The Vatican and prime minister Silvio Berlusconi piled pressure on Italy’s president to change his mind and order that a comatose woman be kept alive in a right-to-die case that has split the mainly Catholic country.
The case has snowballed into a political standoff after President Giorgio Napolitano refused to sign and make legally binding a decree by Berlusconi's government ordering doctors to resume force-feeding the woman.

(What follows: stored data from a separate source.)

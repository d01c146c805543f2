use thiserror::Error;

/// Failures of the scoring-to-recommendation pipeline.
///
/// Row-count mismatches between recommendations and holdout are not errors;
/// they are reported through [`crate::evaluation::Truncation`].
#[derive(Error, Debug, Clone, PartialEq)]
pub enum RecError {
    #[error("{method} model is not ready, build it first")]
    NotReady { method: String },

    #[error("Shape mismatch: {0}")]
    ShapeMismatch(String),

    #[error("{missing} test feedback value(s) are not present in training data")]
    DataAlignment { missing: usize },

    #[error("Unrecognized value for flattener: {0}")]
    UnrecognizedPolicy(String),

    #[error("Invalid configuration: {0}")]
    InvalidConfig(String),

    /// Raised by external factorizers; the crate never produces it itself.
    #[error("Factorization failed: {0}")]
    Factorization(String),
}

pub type Result<T> = std::result::Result<T, RecError>;

#[cfg(feature = "python")]
impl From<RecError> for pyo3::PyErr {
    fn from(error: RecError) -> Self {
        pyo3::exceptions::PyValueError::new_err(error.to_string())
    }
}
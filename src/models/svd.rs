use std::time::Instant;

use ndarray::Array2;

use crate::data::RecommenderData;
use crate::error::{RecError, Result};
use crate::models::{MatrixFactorizer, ScoreModel};
use crate::surface::ScoreSurface;
use crate::tensor::Flattener;

/// Truncated decomposition model. Scores are the projection of a user's
/// history onto the item factor space and back: `(T · V) · Vᵀ`.
pub struct SvdModel<F> {
    factorizer: F,
    rank: usize,
    item_factors: Option<Array2<f64>>,
}

impl<F: MatrixFactorizer> SvdModel<F> {

    pub fn new(factorizer: F, rank: usize) -> Self {
        Self { factorizer, rank, item_factors: None }
    }

    pub fn rank(&self) -> usize {
        self.rank
    }

    pub fn item_factors(&self) -> Option<&Array2<f64>> {
        self.item_factors.as_ref()
    }
}

impl<F: MatrixFactorizer> ScoreModel for SvdModel<F> {

    fn method(&self) -> &str {
        "SVD"
    }

    fn build(&mut self, data: &RecommenderData) -> Result<()> {
        self.item_factors = None;
        if self.rank == 0 || self.rank > data.num_items() {
            return Err(RecError::InvalidConfig(format!(
                "rank {} is outside of 1..={}", self.rank, data.num_items())));
        }
        let matrix = data.training_matrix(false);

        let start = Instant::now();
        let item_factors = self.factorizer.item_factors(&matrix, self.rank)?;
        tracing::info!(method = self.method(), elapsed = ?start.elapsed(), "model training time");

        if item_factors.dim() != (data.num_items(), self.rank) {
            return Err(RecError::ShapeMismatch(format!(
                "item factors are {:?}, expected {:?}",
                item_factors.dim(), (data.num_items(), self.rank))));
        }

        self.item_factors = Some(item_factors);
        Ok(())
    }

    fn is_ready(&self) -> bool {
        self.item_factors.is_some()
    }

    fn score(&self, data: &RecommenderData, _flattener: &Flattener) -> Result<ScoreSurface> {
        let item_factors = self.item_factors.as_ref()
            .ok_or_else(|| RecError::NotReady { method: self.method().to_string() })?;
        let test_matrix = data.test_matrix(false)?;

        let projected: Array2<f64> = &test_matrix * item_factors;
        Ok(ScoreSurface::dense(projected.dot(&item_factors.t())))
    }
}
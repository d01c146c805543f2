use ndarray::{s, ArrayView2};

use crate::error::{RecError, Result};
use crate::types::TopKMatrix;

/// Cached top-k output of a model.
///
/// A cached matrix of width `w` serves every read with `k <= w` by slicing.
/// Reads with a larger `k` recompute at the new width.
#[derive(Debug, Clone, Default)]
pub struct RecommendationCache {
    cached: Option<TopKMatrix>,
    recomputations: usize,
}

#[derive(Debug, Clone, Copy, PartialEq, Eq)]
pub enum CacheState {
    Empty,
    Populated { width: usize },
}

impl RecommendationCache {

    pub fn new() -> Self {
        Self::default()
    }

    pub fn state(&self) -> CacheState {
        match &self.cached {
            None => CacheState::Empty,
            Some(recommendations) => CacheState::Populated { width: recommendations.ncols() },
        }
    }

    /// Width of the cached matrix, `None` when empty.
    pub fn width(&self) -> Option<usize> {
        self.cached.as_ref().map(|recommendations| recommendations.ncols())
    }

    pub fn is_empty(&self) -> bool {
        self.cached.is_none()
    }

    /// Number of times the cache has been (re)populated.
    pub fn recomputations(&self) -> usize {
        self.recomputations
    }

    pub fn invalidate(&mut self) {
        if self.cached.take().is_some() {
            tracing::debug!("invalidated cached recommendations");
        }
    }

    /// Drops the cached matrix if it is narrower than `k`.
    pub fn reserve(&mut self, k: usize) {
        if self.width().map_or(false, |width| k > width) {
            self.invalidate();
        }
    }

    /// Serves `k` columns, running `compute` at most once when the cache
    /// cannot satisfy the request.
    pub fn get_or_compute<F>(&mut self, k: usize, compute: F) -> Result<ArrayView2<'_, i64>>
    where
        F: FnOnce(usize) -> Result<TopKMatrix>,
    {
        if k == 0 {
            return Err(RecError::InvalidConfig("topk must be positive".to_string()));
        }
        self.reserve(k);

        let recommendations = match self.cached.take() {
            Some(recommendations) => recommendations,
            None => {
                let recommendations = compute(k)?;
                if recommendations.ncols() < k {
                    return Err(RecError::ShapeMismatch(format!(
                        "computed {} recommendation columns, requested {}",
                        recommendations.ncols(), k)));
                }
                self.recomputations += 1;
                tracing::debug!(k, recomputations = self.recomputations, "populated recommendation cache");
                recommendations
            }
        };

        let recommendations = self.cached.insert(recommendations);
        Ok(recommendations.slice(s![.., ..k]))
    }
}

In a rare clash with the head of state, the Vatican publicly sided with Mr Berlusconi, urging Mr Napolitano to reconsider the move and do all he could to keep alive Eluana Englaro (38) who has been in a vegetative state since a 1992 car crash.
"I think
the government is doing everything possible to save Eluana's life," Cardinal Javier Lozano Barragan, the Vatican's health minister, told Italia 1 television today.
"We ask the Lord that the president of the republic can reconsider ... and find a way to reconcile this decree with the Italian constitution," he said.
Doctors began withdrawing food from Ms Englaro on Friday in line with a ruling by Italy's highest court to allow her to die, as requested by her father.
Hours later, Mr Berlusconi said today a letter by Mr Napolitano explaining his opposition to the decree paved the way for euthanasia, which is illegal in Italy.
"I had sincerely hoped that the president would distance himself from a judicial stance that we do not accept," he said.
The centre-left opposition has backed Mr Berlusconi is now hoping to rush through parliament, where he has a comfortable majority, a draft bill barring doctors from stopping nutrition to comatose patients.
Ms Englaro's case has been compared to that of Terri Schiavo, the American woman who was allowed to die in 2005 after a long legal battle.
Ms Englaro's father has battled his way through Italy's courts for more than 10 years, saying that, before the accident, she had stated her wish not to be kept alive artificially.
This week he took her to a new hospice which has agreed to stop nutrition, after several clinics turned him down fearing retaliation.
Medical experts say it could take around two weeks for Ms Englaro to die. Most say she would feel no pain.